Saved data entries

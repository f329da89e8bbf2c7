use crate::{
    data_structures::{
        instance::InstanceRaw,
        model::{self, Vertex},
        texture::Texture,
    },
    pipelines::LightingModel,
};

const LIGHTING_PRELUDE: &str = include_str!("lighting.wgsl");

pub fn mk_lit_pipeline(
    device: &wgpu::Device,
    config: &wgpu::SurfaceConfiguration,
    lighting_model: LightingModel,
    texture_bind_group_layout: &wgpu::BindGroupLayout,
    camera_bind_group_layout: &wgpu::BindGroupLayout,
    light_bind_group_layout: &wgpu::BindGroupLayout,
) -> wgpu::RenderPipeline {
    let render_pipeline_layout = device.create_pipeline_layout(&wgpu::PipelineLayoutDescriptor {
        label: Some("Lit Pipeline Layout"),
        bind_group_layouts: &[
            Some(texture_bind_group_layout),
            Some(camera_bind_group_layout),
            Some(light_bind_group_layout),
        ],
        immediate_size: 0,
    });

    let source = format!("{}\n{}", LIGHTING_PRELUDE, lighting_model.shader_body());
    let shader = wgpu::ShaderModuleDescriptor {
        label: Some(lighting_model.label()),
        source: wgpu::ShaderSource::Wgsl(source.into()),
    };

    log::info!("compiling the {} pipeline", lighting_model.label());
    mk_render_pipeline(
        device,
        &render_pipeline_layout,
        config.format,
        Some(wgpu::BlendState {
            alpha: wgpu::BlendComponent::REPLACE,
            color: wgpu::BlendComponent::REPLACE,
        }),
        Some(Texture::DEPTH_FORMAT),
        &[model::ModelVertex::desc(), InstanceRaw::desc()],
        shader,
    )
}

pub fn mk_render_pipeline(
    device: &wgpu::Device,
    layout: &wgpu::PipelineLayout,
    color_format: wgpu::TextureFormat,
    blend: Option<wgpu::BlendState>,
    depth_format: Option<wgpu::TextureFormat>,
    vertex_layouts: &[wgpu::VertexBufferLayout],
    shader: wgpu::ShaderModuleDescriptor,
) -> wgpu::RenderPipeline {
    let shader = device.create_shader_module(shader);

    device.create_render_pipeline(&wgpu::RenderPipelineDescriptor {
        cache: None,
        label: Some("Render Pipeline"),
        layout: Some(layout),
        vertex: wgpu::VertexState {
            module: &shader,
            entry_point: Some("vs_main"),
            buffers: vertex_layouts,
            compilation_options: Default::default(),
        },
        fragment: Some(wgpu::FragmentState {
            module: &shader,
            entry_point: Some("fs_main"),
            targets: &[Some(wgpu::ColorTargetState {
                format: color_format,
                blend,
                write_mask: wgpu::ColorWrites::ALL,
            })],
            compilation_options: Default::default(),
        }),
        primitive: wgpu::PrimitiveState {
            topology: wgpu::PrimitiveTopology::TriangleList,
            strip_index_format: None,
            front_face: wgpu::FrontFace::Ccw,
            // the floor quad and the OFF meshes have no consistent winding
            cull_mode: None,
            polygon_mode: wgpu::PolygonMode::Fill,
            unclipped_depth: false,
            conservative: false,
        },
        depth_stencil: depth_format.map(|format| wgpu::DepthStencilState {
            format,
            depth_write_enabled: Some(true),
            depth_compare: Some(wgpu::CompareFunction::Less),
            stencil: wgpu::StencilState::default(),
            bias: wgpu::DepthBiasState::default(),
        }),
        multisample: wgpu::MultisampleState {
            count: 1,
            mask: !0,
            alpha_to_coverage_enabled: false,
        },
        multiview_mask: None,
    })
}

__PROBLEM__: Every line that contains the string "device" should be copied from the records.

__EXERCISE RESPONSE__:
    device: &wgpu::Device,
    let render_pipeline_layout = device.create_pipeline_layout(&wgpu::PipelineLayoutDescriptor {
        device,
    device: &wgpu::Device,
    let shader = device.create_shader_module(shader);
    device.create_render_pipeline(&wgpu::RenderPipelineDescriptor {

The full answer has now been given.